//! The local event record.
//!
//! This module provides:
//! - [`EventRecord`]: one stored event, with its page metadata and remote identity
//! - [`EventRecordUpdate`]: the partial overwrite produced from a remote event
//! - [`EventDraft`]: the editable fields submitted by a save
//! - [`Coordinates`]: a latitude/longitude pair at fixed precision

use chrono::{NaiveDate, NaiveTime};
use serde::{Deserialize, Serialize};

use crate::error::ValidationError;
use crate::time::EventBoundary;

/// Number of decimal places kept for latitude and longitude.
pub const COORDINATE_PRECISION: i32 = 7;

/// Local primary key of an event record.
#[derive(Debug, Clone, Copy, PartialEq, Eq, PartialOrd, Ord, Hash, Serialize, Deserialize)]
#[serde(transparent)]
pub struct RecordId(pub u64);

impl std::fmt::Display for RecordId {
    fn fmt(&self, f: &mut std::fmt::Formatter<'_>) -> std::fmt::Result {
        write!(f, "{}", self.0)
    }
}

/// Primary key of a keyword (tag).
#[derive(Debug, Clone, Copy, PartialEq, Eq, PartialOrd, Ord, Hash, Serialize, Deserialize)]
#[serde(transparent)]
pub struct KeywordId(pub u64);

/// A tag attached to events, unique by title.
#[derive(Debug, Clone, PartialEq, Eq, Serialize, Deserialize)]
pub struct Keyword {
    pub id: KeywordId,
    pub title: String,
}

/// Publication state of the page backing an event.
#[derive(Debug, Clone, Copy, Default, PartialEq, Eq, Serialize, Deserialize)]
#[serde(rename_all = "snake_case")]
pub enum PublishStatus {
    #[default]
    Draft,
    Published,
}

impl PublishStatus {
    pub fn is_published(&self) -> bool {
        matches!(self, Self::Published)
    }
}

/// Site navigation flags of the page backing an event.
#[derive(Debug, Clone, PartialEq, Eq, Serialize, Deserialize)]
pub struct NavigationFlags {
    /// Whether the page is listed in navigation.
    pub in_navigation: bool,
    /// Menus the page appears in.
    #[serde(default)]
    pub in_menus: Vec<String>,
}

impl Default for NavigationFlags {
    fn default() -> Self {
        Self {
            in_navigation: true,
            in_menus: Vec::new(),
        }
    }
}

impl NavigationFlags {
    /// Flags for a page excluded from every menu.
    pub fn hidden() -> Self {
        Self {
            in_navigation: false,
            in_menus: Vec::new(),
        }
    }

    pub fn is_hidden(&self) -> bool {
        !self.in_navigation && self.in_menus.is_empty()
    }
}

/// Identity of an event on the remote calendar.
#[derive(Debug, Clone, PartialEq, Eq, Serialize, Deserialize)]
pub struct RemoteRef {
    /// The remote event id, used as the upsert key when pulling.
    pub id: String,
    /// The remote entity tag of the last version seen.
    pub etag: Option<String>,
    /// Link to the event in the remote calendar UI.
    pub html_link: Option<String>,
}

impl RemoteRef {
    pub fn new(id: impl Into<String>) -> Self {
        Self {
            id: id.into(),
            etag: None,
            html_link: None,
        }
    }
}

/// A latitude/longitude pair.
///
/// Both values are always present together; a record without a location fix
/// holds no `Coordinates` at all.
#[derive(Debug, Clone, Copy, PartialEq, Serialize, Deserialize)]
pub struct Coordinates {
    lat: f64,
    lon: f64,
}

impl Coordinates {
    /// Creates a pair, rounding both values to [`COORDINATE_PRECISION`] places.
    pub fn new(lat: f64, lon: f64) -> Result<Self, ValidationError> {
        if !(-90.0..=90.0).contains(&lat) {
            return Err(ValidationError::CoordinateOutOfRange {
                field: "Latitude",
                value: lat,
            });
        }
        if !(-180.0..=180.0).contains(&lon) {
            return Err(ValidationError::CoordinateOutOfRange {
                field: "Longitude",
                value: lon,
            });
        }
        Ok(Self {
            lat: round_coordinate(lat),
            lon: round_coordinate(lon),
        })
    }

    /// Builds coordinates from independently submitted values.
    ///
    /// Returns `Ok(None)` when neither is given and an error when only one is.
    pub fn from_pair(lat: Option<f64>, lon: Option<f64>) -> Result<Option<Self>, ValidationError> {
        match (lat, lon) {
            (Some(lat), Some(lon)) => Self::new(lat, lon).map(Some),
            (Some(_), None) => Err(ValidationError::MissingLongitude),
            (None, Some(_)) => Err(ValidationError::MissingLatitude),
            (None, None) => Ok(None),
        }
    }

    pub fn lat(&self) -> f64 {
        self.lat
    }

    pub fn lon(&self) -> f64 {
        self.lon
    }
}

fn round_coordinate(value: f64) -> f64 {
    let scale = 10f64.powi(COORDINATE_PRECISION);
    (value * scale).round() / scale
}

/// Mappable location derived from the free-text location: one line per
/// address part becomes a comma-separated address.
pub fn default_mappable_location(location: &str) -> String {
    location.replace("\r\n", "\n").replace('\n', ", ")
}

/// A stored event.
#[derive(Debug, Clone, PartialEq, Serialize, Deserialize)]
pub struct EventRecord {
    pub id: RecordId,
    /// URL path segment of the backing page.
    pub slug: String,
    pub status: PublishStatus,
    pub navigation: NavigationFlags,
    /// Remote identity, set once the event has been pushed or pulled.
    pub remote: Option<RemoteRef>,

    pub title: String,
    pub description: String,

    pub start_date: NaiveDate,
    pub end_date: NaiveDate,
    pub start_time: Option<NaiveTime>,
    pub end_time: Option<NaiveTime>,

    pub location: String,
    /// Address used for geocoding; replaced by the canonical address once resolved.
    pub mappable_location: String,
    coordinates: Option<Coordinates>,

    /// Speaker names, one per line.
    pub speakers: String,
    pub rsvp: String,
    keywords: Vec<Keyword>,
}

impl EventRecord {
    /// Creates a draft record with the required fields.
    pub fn new(
        id: RecordId,
        title: impl Into<String>,
        start: EventBoundary,
        end: EventBoundary,
        location: impl Into<String>,
    ) -> Self {
        let title = title.into();
        Self {
            id,
            slug: slug::slugify(&title),
            status: PublishStatus::Draft,
            navigation: NavigationFlags::default(),
            remote: None,
            title,
            description: String::new(),
            start_date: start.date,
            end_date: end.date,
            start_time: start.time,
            end_time: end.time,
            location: location.into(),
            mappable_location: String::new(),
            coordinates: None,
            speakers: String::new(),
            rsvp: String::new(),
            keywords: Vec::new(),
        }
    }

    /// Creates a record from a pulled remote event.
    ///
    /// Pulled events are calendar content rather than navigable pages, so they
    /// start published and hidden from navigation.
    pub fn from_update(id: RecordId, update: &EventRecordUpdate, keywords: Vec<Keyword>) -> Self {
        let mut record = Self::new(
            id,
            update.title.clone(),
            update.start,
            update.end,
            update.location.clone(),
        );
        record.status = PublishStatus::Published;
        record.navigation = NavigationFlags::hidden();
        record.apply_update(update, Some(keywords));
        record
    }

    pub fn start(&self) -> EventBoundary {
        EventBoundary {
            date: self.start_date,
            time: self.start_time,
        }
    }

    pub fn end(&self) -> EventBoundary {
        EventBoundary {
            date: self.end_date,
            time: self.end_time,
        }
    }

    pub fn set_start(&mut self, boundary: EventBoundary) {
        self.start_date = boundary.date;
        self.start_time = boundary.time;
    }

    pub fn set_end(&mut self, boundary: EventBoundary) {
        self.end_date = boundary.date;
        self.end_time = boundary.time;
    }

    pub fn coordinates(&self) -> Option<Coordinates> {
        self.coordinates
    }

    pub fn set_coordinates(&mut self, coordinates: Option<Coordinates>) {
        self.coordinates = coordinates;
    }

    pub fn lat(&self) -> Option<f64> {
        self.coordinates.map(|c| c.lat())
    }

    pub fn lon(&self) -> Option<f64> {
        self.coordinates.map(|c| c.lon())
    }

    pub fn remote_id(&self) -> Option<&str> {
        self.remote.as_ref().map(|r| r.id.as_str())
    }

    /// Speaker names with blank lines dropped.
    pub fn speakers_list(&self) -> Vec<&str> {
        self.speakers
            .lines()
            .map(str::trim)
            .filter(|s| !s.is_empty())
            .collect()
    }

    pub fn keywords(&self) -> &[Keyword] {
        &self.keywords
    }

    /// Replaces the keywords, keeping the first occurrence of each id.
    pub fn set_keywords(&mut self, keywords: impl IntoIterator<Item = Keyword>) {
        self.keywords.clear();
        for keyword in keywords {
            if !self.keywords.iter().any(|k| k.id == keyword.id) {
                self.keywords.push(keyword);
            }
        }
    }

    /// Excludes the page from site navigation and every menu.
    pub fn hide_from_navigation(&mut self) {
        self.navigation = NavigationFlags::hidden();
    }

    /// Overwrites the fields a remote event carries, leaving the rest alone.
    ///
    /// `keywords` is `None` when the remote event has no categories property,
    /// in which case the local keywords are kept.
    pub fn apply_update(&mut self, update: &EventRecordUpdate, keywords: Option<Vec<Keyword>>) {
        self.remote = Some(update.remote.clone());
        self.title = update.title.clone();
        self.location = update.location.clone();
        self.set_start(update.start);
        self.set_end(update.end);
        if let Some(ref description) = update.description {
            self.description = description.clone();
        }
        if let Some(keywords) = keywords {
            self.set_keywords(keywords);
        }
    }

    /// Overwrites the editable fields from a draft.
    ///
    /// The mappable location and coordinates are passed separately because
    /// they are the outcome of location resolution, not the raw submission.
    pub fn apply_draft(
        &mut self,
        draft: &EventDraft,
        mappable_location: String,
        coordinates: Option<Coordinates>,
    ) {
        self.title = draft.title.clone();
        if let Some(ref slug) = draft.slug {
            self.slug = slug.clone();
        } else if self.slug.is_empty() {
            self.slug = slug::slugify(&draft.title);
        }
        self.status = draft.status;
        self.description = draft.description.clone();
        self.set_start(draft.start());
        self.set_end(draft.end());
        self.location = draft.location.clone();
        self.mappable_location = mappable_location;
        self.coordinates = coordinates;
        self.speakers = draft.speakers.clone();
        self.rsvp = draft.rsvp.clone();
    }
}

/// Fields produced from one remote event, applied as a partial update.
#[derive(Debug, Clone, PartialEq, Eq)]
pub struct EventRecordUpdate {
    pub remote: RemoteRef,
    pub title: String,
    pub location: String,
    pub start: EventBoundary,
    pub end: EventBoundary,
    pub description: Option<String>,
    /// Category labels, `None` when the remote event carries none.
    pub categories: Option<Vec<String>>,
}

/// The editable fields of an event as submitted by a save.
#[derive(Debug, Clone, PartialEq, Serialize, Deserialize)]
pub struct EventDraft {
    /// Record being edited, `None` for a new event.
    #[serde(default)]
    pub id: Option<RecordId>,
    pub title: String,
    #[serde(default)]
    pub slug: Option<String>,
    #[serde(default)]
    pub status: PublishStatus,
    #[serde(default)]
    pub description: String,
    pub start_date: NaiveDate,
    pub end_date: NaiveDate,
    #[serde(default)]
    pub start_time: Option<NaiveTime>,
    #[serde(default)]
    pub end_time: Option<NaiveTime>,
    pub location: String,
    #[serde(default)]
    pub mappable_location: String,
    #[serde(default)]
    pub lat: Option<f64>,
    #[serde(default)]
    pub lon: Option<f64>,
    #[serde(default)]
    pub speakers: String,
    #[serde(default)]
    pub rsvp: String,
}

impl EventDraft {
    /// Creates a draft with the required fields.
    pub fn new(
        title: impl Into<String>,
        start: EventBoundary,
        end: EventBoundary,
        location: impl Into<String>,
    ) -> Self {
        Self {
            id: None,
            title: title.into(),
            slug: None,
            status: PublishStatus::Draft,
            description: String::new(),
            start_date: start.date,
            end_date: end.date,
            start_time: start.time,
            end_time: end.time,
            location: location.into(),
            mappable_location: String::new(),
            lat: None,
            lon: None,
            speakers: String::new(),
            rsvp: String::new(),
        }
    }

    pub fn start(&self) -> EventBoundary {
        EventBoundary {
            date: self.start_date,
            time: self.start_time,
        }
    }

    pub fn end(&self) -> EventBoundary {
        EventBoundary {
            date: self.end_date,
            time: self.end_time,
        }
    }

    /// Checks the fields that do not depend on geocoding.
    pub fn validate(&self) -> Result<Option<Coordinates>, ValidationError> {
        if self.title.trim().is_empty() {
            return Err(ValidationError::MissingField("Title"));
        }
        if self.location.trim().is_empty() {
            return Err(ValidationError::MissingField("Location"));
        }
        if self.end_date < self.start_date {
            return Err(ValidationError::EndBeforeStart {
                start: self.start_date,
                end: self.end_date,
            });
        }
        Coordinates::from_pair(self.lat, self.lon)
    }
}
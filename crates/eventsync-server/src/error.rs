//! Server error types.

use std::io;

use eventsync_core::{RecordId, ValidationError};
use eventsync_providers::{GeocodeError, ProviderError};
use thiserror::Error;

/// Result type for store operations.
pub type StoreResult<T> = Result<T, StoreError>;

/// Errors raised by an [`EventStore`](crate::EventStore).
#[derive(Debug, Error)]
pub enum StoreError {
    /// No record with this id.
    #[error("event record {0} not found")]
    NotFound(RecordId),

    /// Another record already carries this remote id.
    #[error("remote id {remote_id} already belongs to record {existing}")]
    DuplicateRemoteId {
        remote_id: String,
        existing: RecordId,
    },

    /// IO error reading or writing the backing file.
    #[error("IO error: {0}")]
    Io(#[from] io::Error),

    /// The backing file is not valid store JSON.
    #[error("store file is corrupt: {0}")]
    Corrupt(#[from] serde_json::Error),
}

/// Why a pull cycle was abandoned.
#[derive(Debug, Error)]
pub enum SyncError {
    /// Listing remote events failed; nothing was committed.
    #[error("failed to fetch remote events: {0}")]
    Fetch(#[from] ProviderError),
}

/// Why a save was refused.
#[derive(Debug, Error)]
pub enum SaveError {
    /// The draft is invalid or its address could not be found.
    #[error("{0}")]
    Validation(#[from] ValidationError),

    /// The geocoding service failed.
    #[error("{0}")]
    Geocoding(GeocodeError),

    /// The record could not be read or written.
    #[error("Store error: {0}")]
    Store(#[from] StoreError),
}

impl From<GeocodeError> for SaveError {
    fn from(err: GeocodeError) -> Self {
        match err {
            GeocodeError::NotFound { service, address } => {
                Self::Validation(ValidationError::location_not_found(service, address))
            }
            other => Self::Geocoding(other),
        }
    }
}

/// Errors on the push path.
#[derive(Debug, Error)]
pub enum PushError {
    /// Committing the record before enqueueing failed.
    #[error("Store error: {0}")]
    Store(#[from] StoreError),

    /// The push worker has shut down.
    #[error("push queue is closed")]
    QueueClosed,

    /// The calendar refused the event, or every attempt failed.
    #[error("failed to push record {record_id} after {attempts} attempt(s): {source}")]
    Delivery {
        record_id: RecordId,
        attempts: u32,
        #[source]
        source: ProviderError,
    },
}

/// Invalid sync configuration.
#[derive(Debug, Error)]
pub enum ConfigError {
    #[error("invalid site URL for {domain}: {source}")]
    InvalidSiteUrl {
        domain: String,
        #[source]
        source: url::ParseError,
    },
}

#[cfg(test)]
mod tests {
    use super::*;

    #[test]
    fn geocoding_not_found_becomes_validation_error() {
        let err: SaveError = GeocodeError::not_found("Google Maps", "Nowhere Lane").into();
        assert!(matches!(
            err,
            SaveError::Validation(ValidationError::LocationNotFound { .. })
        ));
        assert!(err.to_string().contains("Google Maps"));
        assert!(err.to_string().contains("\"Nowhere Lane\""));
    }

    #[test]
    fn geocoding_service_failure_stays_service_error() {
        let err: SaveError = GeocodeError::service("Google Maps", "Paris", "timeout").into();
        insta::assert_snapshot!(
            err.to_string(),
            @r#"Google Maps could not resolve "Paris": timeout"#
        );
    }
}
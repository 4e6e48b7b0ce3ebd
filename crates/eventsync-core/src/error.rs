//! Validation errors raised while saving an event.
//!
//! These are user-facing: they block the save and are shown to the editor
//! as-is, so the messages are written for people rather than logs.

use chrono::{NaiveDate, NaiveTime};
use thiserror::Error;

/// A save was rejected because the submitted event is not valid.
#[derive(Debug, Clone, PartialEq, Error)]
pub enum ValidationError {
    /// Latitude given without longitude.
    #[error("Longitude required if specifying latitude.")]
    MissingLongitude,

    /// Longitude given without latitude.
    #[error("Latitude required if specifying longitude.")]
    MissingLatitude,

    /// A coordinate is outside its valid range.
    #[error("{field} {value} is out of range.")]
    CoordinateOutOfRange { field: &'static str, value: f64 },

    /// A required field is empty.
    #[error("{0} is required.")]
    MissingField(&'static str),

    /// The event ends before it starts.
    #[error("End date {end} is before start date {start}.")]
    EndBeforeStart { start: NaiveDate, end: NaiveDate },

    /// A wall time skipped by a daylight-saving change in the calendar zone.
    #[error("{date} {time} does not exist in {zone}; the clocks skip over it.")]
    NonexistentLocalTime {
        date: NaiveDate,
        time: NaiveTime,
        zone: String,
    },

    /// The geocoding service found no match for the mappable location.
    #[error(
        "The mappable location you specified could not be found on {service}: \"{address}\" \
         Try changing the mappable location, removing any business names, or leaving mappable \
         location blank and entering coordinates."
    )]
    LocationNotFound { service: String, address: String },
}

impl ValidationError {
    /// Creates a location-not-found error.
    pub fn location_not_found(service: impl Into<String>, address: impl Into<String>) -> Self {
        Self::LocationNotFound {
            service: service.into(),
            address: address.into(),
        }
    }
}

▶ [WHAT THIS TASK INVOLVES]: Go through the entries and copy each line holding the string "every".

▶ [YOUR RESPONSE]:
    /// Flags for a page excluded from every menu.
    /// Excludes the page from site navigation and every menu.
    /// The calendar refused the event, or every attempt failed.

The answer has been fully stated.